■ **WORK TO BE COMPLETED**
Search the records for the word "struct" and copy every line in which it occurs.

──────

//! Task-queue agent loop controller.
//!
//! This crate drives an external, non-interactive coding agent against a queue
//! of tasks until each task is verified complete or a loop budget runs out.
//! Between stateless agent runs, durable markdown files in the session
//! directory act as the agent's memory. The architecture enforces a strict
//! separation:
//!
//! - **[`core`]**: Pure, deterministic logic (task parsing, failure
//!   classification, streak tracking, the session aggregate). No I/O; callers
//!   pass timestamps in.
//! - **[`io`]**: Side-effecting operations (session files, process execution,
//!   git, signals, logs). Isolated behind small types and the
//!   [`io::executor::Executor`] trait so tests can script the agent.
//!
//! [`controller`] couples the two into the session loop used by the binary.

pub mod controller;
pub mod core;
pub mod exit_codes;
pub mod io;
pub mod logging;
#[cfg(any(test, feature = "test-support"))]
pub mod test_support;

──────

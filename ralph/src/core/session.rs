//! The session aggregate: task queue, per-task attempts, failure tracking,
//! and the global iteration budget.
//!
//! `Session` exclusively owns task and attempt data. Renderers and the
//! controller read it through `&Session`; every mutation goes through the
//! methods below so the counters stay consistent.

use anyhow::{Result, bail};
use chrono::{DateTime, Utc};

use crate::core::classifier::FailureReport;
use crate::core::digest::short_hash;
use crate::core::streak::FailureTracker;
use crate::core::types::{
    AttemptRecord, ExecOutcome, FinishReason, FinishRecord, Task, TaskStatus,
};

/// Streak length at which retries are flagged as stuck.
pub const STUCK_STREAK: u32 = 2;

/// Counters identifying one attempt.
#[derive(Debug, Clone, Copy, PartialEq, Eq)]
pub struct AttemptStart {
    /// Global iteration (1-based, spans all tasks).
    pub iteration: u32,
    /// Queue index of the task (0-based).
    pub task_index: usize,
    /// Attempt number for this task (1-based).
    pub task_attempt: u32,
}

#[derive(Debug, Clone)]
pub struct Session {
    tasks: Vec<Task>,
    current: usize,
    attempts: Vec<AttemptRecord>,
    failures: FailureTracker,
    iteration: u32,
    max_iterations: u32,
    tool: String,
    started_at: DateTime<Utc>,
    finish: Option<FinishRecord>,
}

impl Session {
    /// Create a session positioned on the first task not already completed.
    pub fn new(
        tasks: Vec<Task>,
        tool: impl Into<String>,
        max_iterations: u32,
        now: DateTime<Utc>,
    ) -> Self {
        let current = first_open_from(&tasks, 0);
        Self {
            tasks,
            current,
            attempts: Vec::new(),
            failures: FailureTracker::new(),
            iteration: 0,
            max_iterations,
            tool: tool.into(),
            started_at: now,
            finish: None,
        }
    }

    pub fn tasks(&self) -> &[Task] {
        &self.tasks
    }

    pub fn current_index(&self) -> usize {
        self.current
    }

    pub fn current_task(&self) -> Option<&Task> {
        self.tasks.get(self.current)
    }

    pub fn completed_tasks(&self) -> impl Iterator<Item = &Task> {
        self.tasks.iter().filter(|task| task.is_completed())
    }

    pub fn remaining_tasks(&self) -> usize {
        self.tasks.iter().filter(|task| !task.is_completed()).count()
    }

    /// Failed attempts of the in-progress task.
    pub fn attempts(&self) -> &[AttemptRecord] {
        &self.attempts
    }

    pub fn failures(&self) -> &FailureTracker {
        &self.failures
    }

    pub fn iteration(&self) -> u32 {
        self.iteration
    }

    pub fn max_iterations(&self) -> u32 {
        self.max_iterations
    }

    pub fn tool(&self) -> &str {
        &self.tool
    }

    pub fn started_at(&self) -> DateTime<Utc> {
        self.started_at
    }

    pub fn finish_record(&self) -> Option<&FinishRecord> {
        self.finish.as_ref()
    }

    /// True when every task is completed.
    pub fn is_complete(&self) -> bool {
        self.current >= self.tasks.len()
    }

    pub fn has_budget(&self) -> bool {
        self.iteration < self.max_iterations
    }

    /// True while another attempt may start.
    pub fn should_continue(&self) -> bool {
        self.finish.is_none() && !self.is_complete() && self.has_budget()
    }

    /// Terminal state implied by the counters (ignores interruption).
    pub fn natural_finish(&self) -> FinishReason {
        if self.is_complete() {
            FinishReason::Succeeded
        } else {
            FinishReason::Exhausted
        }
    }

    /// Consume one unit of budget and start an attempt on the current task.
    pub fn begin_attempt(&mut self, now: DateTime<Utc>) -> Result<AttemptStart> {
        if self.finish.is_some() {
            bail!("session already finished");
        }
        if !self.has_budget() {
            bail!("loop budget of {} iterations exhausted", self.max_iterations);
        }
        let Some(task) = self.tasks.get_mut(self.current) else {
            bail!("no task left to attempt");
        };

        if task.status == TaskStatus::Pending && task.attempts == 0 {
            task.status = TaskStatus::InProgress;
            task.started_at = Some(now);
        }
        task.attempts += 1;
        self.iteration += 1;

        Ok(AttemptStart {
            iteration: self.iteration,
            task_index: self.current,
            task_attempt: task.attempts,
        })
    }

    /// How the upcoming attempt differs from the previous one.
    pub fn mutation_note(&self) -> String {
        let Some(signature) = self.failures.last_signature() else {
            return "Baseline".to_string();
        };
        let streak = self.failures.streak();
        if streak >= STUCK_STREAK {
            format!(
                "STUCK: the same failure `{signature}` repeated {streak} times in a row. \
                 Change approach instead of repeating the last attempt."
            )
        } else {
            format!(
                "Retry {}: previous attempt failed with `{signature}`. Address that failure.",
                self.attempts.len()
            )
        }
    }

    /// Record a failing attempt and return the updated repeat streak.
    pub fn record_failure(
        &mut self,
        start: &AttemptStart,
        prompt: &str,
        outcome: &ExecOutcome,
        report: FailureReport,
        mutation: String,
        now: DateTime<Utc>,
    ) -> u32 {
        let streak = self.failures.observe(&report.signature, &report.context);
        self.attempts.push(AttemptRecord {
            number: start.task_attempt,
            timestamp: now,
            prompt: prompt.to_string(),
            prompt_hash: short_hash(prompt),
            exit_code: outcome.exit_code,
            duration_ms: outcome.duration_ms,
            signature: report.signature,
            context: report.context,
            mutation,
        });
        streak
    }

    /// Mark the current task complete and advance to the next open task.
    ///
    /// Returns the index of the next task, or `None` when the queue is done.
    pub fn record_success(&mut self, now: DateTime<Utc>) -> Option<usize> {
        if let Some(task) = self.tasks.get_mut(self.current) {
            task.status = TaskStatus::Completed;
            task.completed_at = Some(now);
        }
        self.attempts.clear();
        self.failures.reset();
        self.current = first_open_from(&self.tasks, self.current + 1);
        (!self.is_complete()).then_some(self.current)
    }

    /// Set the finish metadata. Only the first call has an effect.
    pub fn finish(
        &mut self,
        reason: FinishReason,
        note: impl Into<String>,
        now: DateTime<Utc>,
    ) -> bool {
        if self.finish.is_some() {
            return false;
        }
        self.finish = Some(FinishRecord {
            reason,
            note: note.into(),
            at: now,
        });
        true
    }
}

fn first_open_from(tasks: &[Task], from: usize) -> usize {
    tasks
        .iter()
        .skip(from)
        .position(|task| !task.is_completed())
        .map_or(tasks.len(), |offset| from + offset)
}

──────

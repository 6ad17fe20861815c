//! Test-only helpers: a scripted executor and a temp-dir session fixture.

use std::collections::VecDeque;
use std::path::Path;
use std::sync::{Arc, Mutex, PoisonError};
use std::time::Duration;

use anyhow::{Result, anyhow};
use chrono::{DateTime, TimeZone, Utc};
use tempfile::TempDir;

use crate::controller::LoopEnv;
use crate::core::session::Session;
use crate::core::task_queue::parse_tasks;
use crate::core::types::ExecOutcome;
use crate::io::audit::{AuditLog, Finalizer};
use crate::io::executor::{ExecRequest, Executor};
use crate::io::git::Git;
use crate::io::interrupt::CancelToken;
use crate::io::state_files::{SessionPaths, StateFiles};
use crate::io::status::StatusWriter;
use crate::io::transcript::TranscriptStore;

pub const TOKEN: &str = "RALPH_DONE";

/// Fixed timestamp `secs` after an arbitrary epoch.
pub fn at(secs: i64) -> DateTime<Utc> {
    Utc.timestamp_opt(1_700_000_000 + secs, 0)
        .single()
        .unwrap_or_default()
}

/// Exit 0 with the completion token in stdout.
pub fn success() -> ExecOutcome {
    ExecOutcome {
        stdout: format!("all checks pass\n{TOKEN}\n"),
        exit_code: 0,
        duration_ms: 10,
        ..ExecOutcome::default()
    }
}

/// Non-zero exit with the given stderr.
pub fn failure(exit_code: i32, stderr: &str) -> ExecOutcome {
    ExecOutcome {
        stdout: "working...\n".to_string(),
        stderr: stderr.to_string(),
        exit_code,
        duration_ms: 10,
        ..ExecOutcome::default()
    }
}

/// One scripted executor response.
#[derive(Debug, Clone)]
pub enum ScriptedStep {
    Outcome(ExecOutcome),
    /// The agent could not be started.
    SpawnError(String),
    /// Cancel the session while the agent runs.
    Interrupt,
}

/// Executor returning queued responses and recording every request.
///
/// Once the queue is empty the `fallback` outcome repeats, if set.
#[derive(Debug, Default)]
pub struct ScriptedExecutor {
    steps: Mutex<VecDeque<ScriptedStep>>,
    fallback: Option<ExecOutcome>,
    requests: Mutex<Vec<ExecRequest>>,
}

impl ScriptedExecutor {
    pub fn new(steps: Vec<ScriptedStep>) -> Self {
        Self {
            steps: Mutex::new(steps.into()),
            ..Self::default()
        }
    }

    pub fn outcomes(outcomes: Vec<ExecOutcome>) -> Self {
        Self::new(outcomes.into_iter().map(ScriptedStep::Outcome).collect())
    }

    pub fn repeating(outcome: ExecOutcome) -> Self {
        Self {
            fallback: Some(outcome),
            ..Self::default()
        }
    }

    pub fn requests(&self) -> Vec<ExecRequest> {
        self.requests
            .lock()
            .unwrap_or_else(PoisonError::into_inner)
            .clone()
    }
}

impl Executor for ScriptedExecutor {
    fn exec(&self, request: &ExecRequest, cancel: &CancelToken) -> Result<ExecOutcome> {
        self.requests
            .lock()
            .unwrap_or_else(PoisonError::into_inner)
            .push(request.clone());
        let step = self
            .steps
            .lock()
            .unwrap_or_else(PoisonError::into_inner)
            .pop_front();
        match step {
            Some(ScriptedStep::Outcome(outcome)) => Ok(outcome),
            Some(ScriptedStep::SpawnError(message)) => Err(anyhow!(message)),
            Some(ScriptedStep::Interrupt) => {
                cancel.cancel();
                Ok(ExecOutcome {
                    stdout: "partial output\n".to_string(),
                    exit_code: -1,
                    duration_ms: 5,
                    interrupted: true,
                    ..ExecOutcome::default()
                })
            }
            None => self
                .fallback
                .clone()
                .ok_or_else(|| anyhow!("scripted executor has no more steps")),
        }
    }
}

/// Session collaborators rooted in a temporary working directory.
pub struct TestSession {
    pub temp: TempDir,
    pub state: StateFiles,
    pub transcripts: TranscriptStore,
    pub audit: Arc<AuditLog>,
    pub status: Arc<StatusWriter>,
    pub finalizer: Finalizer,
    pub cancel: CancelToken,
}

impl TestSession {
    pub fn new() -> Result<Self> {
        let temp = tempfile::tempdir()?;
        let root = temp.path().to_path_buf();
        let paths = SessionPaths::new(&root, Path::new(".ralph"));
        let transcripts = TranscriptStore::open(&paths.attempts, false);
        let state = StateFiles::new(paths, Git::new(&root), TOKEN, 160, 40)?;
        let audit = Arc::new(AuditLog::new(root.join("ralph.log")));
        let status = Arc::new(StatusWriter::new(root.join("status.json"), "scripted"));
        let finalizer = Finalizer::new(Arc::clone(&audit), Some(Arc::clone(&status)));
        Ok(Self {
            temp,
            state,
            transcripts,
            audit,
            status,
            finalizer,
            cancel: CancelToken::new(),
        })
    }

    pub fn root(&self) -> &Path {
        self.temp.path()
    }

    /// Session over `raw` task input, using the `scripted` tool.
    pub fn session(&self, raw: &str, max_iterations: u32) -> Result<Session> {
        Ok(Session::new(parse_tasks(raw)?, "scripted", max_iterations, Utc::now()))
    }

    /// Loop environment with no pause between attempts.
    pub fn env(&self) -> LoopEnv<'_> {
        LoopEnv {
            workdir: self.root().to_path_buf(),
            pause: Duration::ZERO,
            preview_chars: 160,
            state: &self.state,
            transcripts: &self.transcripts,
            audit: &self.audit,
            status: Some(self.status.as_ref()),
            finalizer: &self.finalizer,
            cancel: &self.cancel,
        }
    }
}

──────

■ **SOLUTION**
pub struct AttemptStart {
pub struct Session {
pub struct ScriptedExecutor {
pub struct TestSession {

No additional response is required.